▶ Task brief
State, as a single number, how many lines in the data below contain "JVMS".

▶ Records shown
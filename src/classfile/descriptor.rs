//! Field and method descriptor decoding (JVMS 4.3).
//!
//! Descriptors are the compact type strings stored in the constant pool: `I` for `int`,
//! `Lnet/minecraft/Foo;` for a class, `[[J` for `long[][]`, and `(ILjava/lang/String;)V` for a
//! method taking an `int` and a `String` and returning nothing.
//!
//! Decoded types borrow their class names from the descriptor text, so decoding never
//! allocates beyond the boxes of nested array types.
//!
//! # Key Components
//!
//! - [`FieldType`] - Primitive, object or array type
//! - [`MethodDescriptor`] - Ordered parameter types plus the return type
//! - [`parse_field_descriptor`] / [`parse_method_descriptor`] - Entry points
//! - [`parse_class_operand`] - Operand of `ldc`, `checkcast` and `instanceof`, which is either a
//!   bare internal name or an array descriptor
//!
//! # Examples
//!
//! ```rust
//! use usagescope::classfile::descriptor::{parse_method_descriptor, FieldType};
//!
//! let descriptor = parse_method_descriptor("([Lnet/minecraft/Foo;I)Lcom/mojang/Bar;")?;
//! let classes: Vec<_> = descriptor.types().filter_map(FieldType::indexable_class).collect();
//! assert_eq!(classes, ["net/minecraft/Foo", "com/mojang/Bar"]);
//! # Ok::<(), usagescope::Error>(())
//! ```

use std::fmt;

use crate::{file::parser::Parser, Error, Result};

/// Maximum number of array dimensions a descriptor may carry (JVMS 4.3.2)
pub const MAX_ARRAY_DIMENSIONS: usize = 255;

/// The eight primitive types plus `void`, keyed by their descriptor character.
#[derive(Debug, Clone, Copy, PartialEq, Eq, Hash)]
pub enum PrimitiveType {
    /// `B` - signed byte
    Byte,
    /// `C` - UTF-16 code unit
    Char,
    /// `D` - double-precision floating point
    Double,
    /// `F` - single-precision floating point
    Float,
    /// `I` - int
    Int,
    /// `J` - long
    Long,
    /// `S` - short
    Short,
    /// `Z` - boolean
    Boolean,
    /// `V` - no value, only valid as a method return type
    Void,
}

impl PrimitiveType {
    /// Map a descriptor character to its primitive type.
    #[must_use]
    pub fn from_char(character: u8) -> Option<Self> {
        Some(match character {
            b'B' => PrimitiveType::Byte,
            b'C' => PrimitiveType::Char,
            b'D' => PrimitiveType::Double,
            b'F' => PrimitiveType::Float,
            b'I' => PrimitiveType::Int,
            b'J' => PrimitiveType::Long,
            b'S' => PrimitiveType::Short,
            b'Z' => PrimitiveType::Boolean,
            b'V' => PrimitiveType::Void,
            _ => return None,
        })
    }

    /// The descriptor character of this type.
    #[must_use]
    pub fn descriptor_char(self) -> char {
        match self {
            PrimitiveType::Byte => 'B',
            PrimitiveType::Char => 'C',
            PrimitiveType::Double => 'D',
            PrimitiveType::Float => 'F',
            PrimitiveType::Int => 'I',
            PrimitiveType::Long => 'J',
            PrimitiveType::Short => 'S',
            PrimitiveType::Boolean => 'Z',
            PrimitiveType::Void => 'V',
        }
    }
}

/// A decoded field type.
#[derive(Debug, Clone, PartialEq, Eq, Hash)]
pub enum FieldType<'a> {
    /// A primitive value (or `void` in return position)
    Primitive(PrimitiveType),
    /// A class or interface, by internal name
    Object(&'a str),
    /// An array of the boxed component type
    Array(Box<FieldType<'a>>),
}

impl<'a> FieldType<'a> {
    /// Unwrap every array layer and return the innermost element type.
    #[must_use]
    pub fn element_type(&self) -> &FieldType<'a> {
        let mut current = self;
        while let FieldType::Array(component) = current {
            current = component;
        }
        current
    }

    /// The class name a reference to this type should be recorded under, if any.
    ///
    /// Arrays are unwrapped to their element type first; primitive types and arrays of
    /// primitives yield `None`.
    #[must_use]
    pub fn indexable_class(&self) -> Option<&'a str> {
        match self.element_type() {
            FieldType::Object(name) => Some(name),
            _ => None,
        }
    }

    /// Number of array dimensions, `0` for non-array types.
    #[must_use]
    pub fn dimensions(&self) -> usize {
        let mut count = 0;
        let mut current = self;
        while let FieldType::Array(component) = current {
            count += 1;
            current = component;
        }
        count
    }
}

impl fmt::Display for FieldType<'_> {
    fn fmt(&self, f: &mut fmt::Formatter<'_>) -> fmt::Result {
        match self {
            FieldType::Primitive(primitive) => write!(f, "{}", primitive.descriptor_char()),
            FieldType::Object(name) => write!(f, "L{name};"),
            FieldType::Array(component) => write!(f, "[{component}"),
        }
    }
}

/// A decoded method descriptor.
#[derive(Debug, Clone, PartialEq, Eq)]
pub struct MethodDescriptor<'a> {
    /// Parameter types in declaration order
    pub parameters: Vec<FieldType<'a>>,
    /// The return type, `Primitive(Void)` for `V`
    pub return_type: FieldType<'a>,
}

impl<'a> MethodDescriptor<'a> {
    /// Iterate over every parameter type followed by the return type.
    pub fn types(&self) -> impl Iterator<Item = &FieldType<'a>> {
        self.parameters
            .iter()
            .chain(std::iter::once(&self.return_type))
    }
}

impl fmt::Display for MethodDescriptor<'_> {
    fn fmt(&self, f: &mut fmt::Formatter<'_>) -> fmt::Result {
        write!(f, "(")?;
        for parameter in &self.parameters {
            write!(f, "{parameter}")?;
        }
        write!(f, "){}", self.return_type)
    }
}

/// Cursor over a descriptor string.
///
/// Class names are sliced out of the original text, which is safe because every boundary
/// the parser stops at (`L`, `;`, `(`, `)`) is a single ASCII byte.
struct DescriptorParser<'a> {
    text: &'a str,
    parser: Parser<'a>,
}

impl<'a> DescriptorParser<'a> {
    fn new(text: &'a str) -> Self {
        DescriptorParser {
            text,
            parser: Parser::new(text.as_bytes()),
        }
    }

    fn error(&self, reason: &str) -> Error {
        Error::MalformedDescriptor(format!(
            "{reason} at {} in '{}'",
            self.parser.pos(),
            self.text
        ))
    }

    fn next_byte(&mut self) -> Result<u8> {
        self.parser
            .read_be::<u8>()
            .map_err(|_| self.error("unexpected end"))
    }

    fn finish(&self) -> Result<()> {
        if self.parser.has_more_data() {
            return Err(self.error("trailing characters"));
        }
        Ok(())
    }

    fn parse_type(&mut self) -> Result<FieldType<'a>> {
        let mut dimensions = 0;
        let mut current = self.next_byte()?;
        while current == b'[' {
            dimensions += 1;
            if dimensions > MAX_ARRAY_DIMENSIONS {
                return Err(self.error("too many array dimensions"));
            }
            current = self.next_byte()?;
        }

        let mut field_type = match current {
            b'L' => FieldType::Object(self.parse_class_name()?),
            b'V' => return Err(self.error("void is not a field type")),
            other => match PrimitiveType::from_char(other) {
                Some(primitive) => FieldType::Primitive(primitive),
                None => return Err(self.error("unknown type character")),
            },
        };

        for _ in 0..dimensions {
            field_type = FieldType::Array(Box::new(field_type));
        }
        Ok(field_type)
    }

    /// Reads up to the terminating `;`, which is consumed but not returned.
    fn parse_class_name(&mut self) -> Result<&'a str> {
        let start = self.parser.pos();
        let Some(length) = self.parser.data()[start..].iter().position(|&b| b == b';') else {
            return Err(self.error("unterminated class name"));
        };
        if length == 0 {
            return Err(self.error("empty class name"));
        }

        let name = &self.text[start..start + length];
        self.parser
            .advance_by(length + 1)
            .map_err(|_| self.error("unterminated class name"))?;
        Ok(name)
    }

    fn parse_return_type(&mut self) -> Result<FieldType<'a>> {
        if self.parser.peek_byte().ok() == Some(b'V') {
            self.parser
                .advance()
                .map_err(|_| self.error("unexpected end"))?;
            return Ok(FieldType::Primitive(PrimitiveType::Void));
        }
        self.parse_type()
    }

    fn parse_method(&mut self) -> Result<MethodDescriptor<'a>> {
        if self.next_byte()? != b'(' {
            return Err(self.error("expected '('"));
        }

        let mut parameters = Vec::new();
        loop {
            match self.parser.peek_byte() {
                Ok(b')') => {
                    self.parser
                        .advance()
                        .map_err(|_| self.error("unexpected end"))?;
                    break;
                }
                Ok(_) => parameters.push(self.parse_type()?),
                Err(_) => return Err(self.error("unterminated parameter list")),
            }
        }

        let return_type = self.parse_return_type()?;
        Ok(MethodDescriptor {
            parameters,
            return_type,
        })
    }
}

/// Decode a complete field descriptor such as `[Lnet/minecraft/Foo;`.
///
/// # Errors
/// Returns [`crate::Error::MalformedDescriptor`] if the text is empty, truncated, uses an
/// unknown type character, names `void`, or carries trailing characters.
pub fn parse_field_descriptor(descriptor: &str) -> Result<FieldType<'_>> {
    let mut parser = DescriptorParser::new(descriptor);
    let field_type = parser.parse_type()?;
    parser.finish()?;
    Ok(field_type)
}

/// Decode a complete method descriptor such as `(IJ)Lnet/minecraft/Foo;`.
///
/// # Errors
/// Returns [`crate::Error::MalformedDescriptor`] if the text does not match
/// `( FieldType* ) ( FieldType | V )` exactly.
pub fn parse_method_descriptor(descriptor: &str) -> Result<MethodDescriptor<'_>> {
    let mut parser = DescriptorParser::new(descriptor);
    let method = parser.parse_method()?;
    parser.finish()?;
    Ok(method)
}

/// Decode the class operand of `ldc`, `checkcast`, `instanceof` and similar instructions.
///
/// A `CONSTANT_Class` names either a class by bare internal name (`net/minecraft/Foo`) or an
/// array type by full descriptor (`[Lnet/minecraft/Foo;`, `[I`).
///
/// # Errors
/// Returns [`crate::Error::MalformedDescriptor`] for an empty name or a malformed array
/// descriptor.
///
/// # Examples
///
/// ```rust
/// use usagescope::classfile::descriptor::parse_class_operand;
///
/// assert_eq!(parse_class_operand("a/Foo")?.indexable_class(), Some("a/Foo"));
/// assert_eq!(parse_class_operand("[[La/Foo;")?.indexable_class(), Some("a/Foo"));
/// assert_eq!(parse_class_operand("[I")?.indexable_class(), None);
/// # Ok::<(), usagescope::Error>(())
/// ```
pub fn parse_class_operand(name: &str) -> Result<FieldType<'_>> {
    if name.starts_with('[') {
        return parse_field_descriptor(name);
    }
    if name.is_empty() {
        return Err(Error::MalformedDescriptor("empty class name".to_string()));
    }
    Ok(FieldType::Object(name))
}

▶ Result of the exercise
2